In my previous post, originally written about this same time last year, I reminded readers to not “rescue” fawns that appear to be abandoned by their mothers. Later, go ahead and check out that post for more details. But here’s the short version: If you spot a fawn that appears to abandoned and doomed, it probably isn’t. When fawns are very small it’s safest for them to remain behind while Mom is out foraging. She may be gone for hours at a time—or even all day. But she’ll be back.
The fawn is neither abandoned nor doomed—but it probably is doomed if well-meaning humans decide to rescue it. Every year about this time, animal shelters get a flood of phone calls—and even drop-ins—from people who had good intentions but should have left that non-abandoned fawn right where it was.
After all my preaching about this, I now have new empathy for people who are tempted to rescue “abandoned” fawns. Two days ago we spotted a days-old fawn at the edge our lawn, not fifty feet from where I’m writing this. It walked a few steps on very shaky legs, then settled down into some grass about six inches high. It was invisible. Even through binoculars, I could only see its ears.
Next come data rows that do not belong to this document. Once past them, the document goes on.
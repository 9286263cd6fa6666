//! Intermediate records produced by source adapters

use crate::error::EntityError;
use crate::source::SourceId;
use serde::{Deserialize, Serialize};
use std::collections::BTreeMap;
use std::fmt;
use std::str::FromStr;

/// Canonical entity types persisted by the sync engine
#[derive(Debug, Clone, Copy, PartialEq, Eq, Hash, PartialOrd, Ord, Serialize, Deserialize)]
#[serde(rename_all = "snake_case")]
pub enum EntityKind {
    Set,
    SymbolSet,
    SymbolWatermark,
}

impl EntityKind {
    pub const ALL: [EntityKind; 3] = [
        EntityKind::Set,
        EntityKind::SymbolSet,
        EntityKind::SymbolWatermark,
    ];

    pub fn as_str(&self) -> &'static str {
        match self {
            EntityKind::Set => "set",
            EntityKind::SymbolSet => "symbol_set",
            EntityKind::SymbolWatermark => "symbol_watermark",
        }
    }

    /// Sources that contribute records of this kind
    pub fn sources(&self) -> Vec<SourceId> {
        SourceId::ALL
            .into_iter()
            .filter(|s| s.entity_kinds().contains(self))
            .collect()
    }
}

impl fmt::Display for EntityKind {
    fn fmt(&self, f: &mut fmt::Formatter<'_>) -> fmt::Result {
        f.write_str(self.as_str())
    }
}

impl FromStr for EntityKind {
    type Err = String;

    fn from_str(s: &str) -> Result<Self, Self::Err> {
        match s.trim().to_ascii_lowercase().replace('-', "_").as_str() {
            "set" | "sets" => Ok(EntityKind::Set),
            "symbol_set" => Ok(EntityKind::SymbolSet),
            "symbol_watermark" | "watermark" => Ok(EntityKind::SymbolWatermark),
            other => Err(format!("unknown entity kind '{}'", other)),
        }
    }
}

/// A single raw field value as reported by an upstream source
#[derive(Debug, Clone, PartialEq, Eq, Serialize, Deserialize)]
#[serde(rename_all = "snake_case")]
pub enum FieldValue {
    Null,
    Bool(bool),
    Int(i64),
    Text(String),
    List(Vec<String>),
}

impl FieldValue {
    /// Null and blank text count as "not supplied" during merging.
    pub fn is_empty(&self) -> bool {
        match self {
            FieldValue::Null => true,
            FieldValue::Text(s) => s.trim().is_empty(),
            _ => false,
        }
    }

    fn type_name(&self) -> &'static str {
        match self {
            FieldValue::Null => "null",
            FieldValue::Bool(_) => "bool",
            FieldValue::Int(_) => "int",
            FieldValue::Text(_) => "text",
            FieldValue::List(_) => "list",
        }
    }
}

impl From<bool> for FieldValue {
    fn from(v: bool) -> Self {
        FieldValue::Bool(v)
    }
}

impl From<i64> for FieldValue {
    fn from(v: i64) -> Self {
        FieldValue::Int(v)
    }
}

impl From<String> for FieldValue {
    fn from(v: String) -> Self {
        FieldValue::Text(v)
    }
}

impl From<&str> for FieldValue {
    fn from(v: &str) -> Self {
        FieldValue::Text(v.to_string())
    }
}

impl From<Vec<String>> for FieldValue {
    fn from(v: Vec<String>) -> Self {
        FieldValue::List(v)
    }
}

impl<T: Into<FieldValue>> From<Option<T>> for FieldValue {
    fn from(v: Option<T>) -> Self {
        v.map(Into::into).unwrap_or(FieldValue::Null)
    }
}

/// Canonical field name → value, ordered by field name
#[derive(Debug, Clone, Default, PartialEq, Eq, Serialize, Deserialize)]
#[serde(transparent)]
pub struct FieldMap(BTreeMap<String, FieldValue>);

impl FieldMap {
    pub fn new() -> Self {
        Self::default()
    }

    /// Insert a value; empty values are dropped so "absent" has one spelling.
    pub fn set(&mut self, field: &str, value: impl Into<FieldValue>) {
        let value = value.into();
        if value.is_empty() {
            self.0.remove(field);
        } else {
            self.0.insert(field.to_string(), value);
        }
    }

    /// Builder-style variant of [`FieldMap::set`]
    pub fn with(mut self, field: &str, value: impl Into<FieldValue>) -> Self {
        self.set(field, value);
        self
    }

    /// Present, non-empty value for `field`
    pub fn get(&self, field: &str) -> Option<&FieldValue> {
        self.0.get(field).filter(|v| !v.is_empty())
    }

    pub fn len(&self) -> usize {
        self.0.len()
    }

    pub fn is_empty(&self) -> bool {
        self.0.is_empty()
    }

    pub fn iter(&self) -> impl Iterator<Item = (&String, &FieldValue)> {
        self.0.iter()
    }

    pub fn text(&self, field: &str) -> Result<Option<String>, EntityError> {
        match self.get(field) {
            None => Ok(None),
            Some(FieldValue::Text(s)) => Ok(Some(s.clone())),
            Some(other) => Err(type_error(field, "text", other)),
        }
    }

    pub fn int(&self, field: &str) -> Result<Option<i64>, EntityError> {
        match self.get(field) {
            None => Ok(None),
            Some(FieldValue::Int(n)) => Ok(Some(*n)),
            Some(other) => Err(type_error(field, "int", other)),
        }
    }

    pub fn bool(&self, field: &str) -> Result<Option<bool>, EntityError> {
        match self.get(field) {
            None => Ok(None),
            Some(FieldValue::Bool(b)) => Ok(Some(*b)),
            Some(other) => Err(type_error(field, "bool", other)),
        }
    }

    pub fn list(&self, field: &str) -> Result<Option<Vec<String>>, EntityError> {
        match self.get(field) {
            None => Ok(None),
            Some(FieldValue::List(items)) => Ok(Some(items.clone())),
            Some(other) => Err(type_error(field, "list", other)),
        }
    }

    /// Text value that must be present
    pub fn required_text(&self, field: &str) -> Result<String, EntityError> {
        self.text(field)?
            .ok_or_else(|| EntityError::MissingField(field.to_string()))
    }
}

fn type_error(field: &str, expected: &'static str, found: &FieldValue) -> EntityError {
    EntityError::FieldType {
        field: field.to_string(),
        expected,
        found: found.type_name(),
    }
}

/// One source's view of one logical entity, before any cross-source merge
#[derive(Debug, Clone, PartialEq, Eq, Serialize, Deserialize)]
pub struct IntermediateRecord {
    pub source: SourceId,
    pub kind: EntityKind,
    pub key: String,
    pub fields: FieldMap,
}

impl IntermediateRecord {
    pub fn new(source: SourceId, kind: EntityKind, key: impl Into<String>, fields: FieldMap) -> Self {
        Self {
            source,
            kind,
            key: key.into(),
            fields,
        }
    }
}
Then yesterday morning I walked over to take a picture of the spot where it had bedded down. The grass was still flattened, and when I included my size 11 foot for scale, it was clear that the flattened area was very small indeed.
When I turned around and walked back toward the house, there it was—nestled right against the concrete slab under our deck. For the next twelve hours, it didn’t move more than a few inches. Nearly every time I tiptoed to the edge of the deck and peered over, it was asleep. Or was it dying? Was it starving? Was it OK? Maybe it really was abandoned. Was its mother ever coming back?
This morning it was gone—but not abandoned.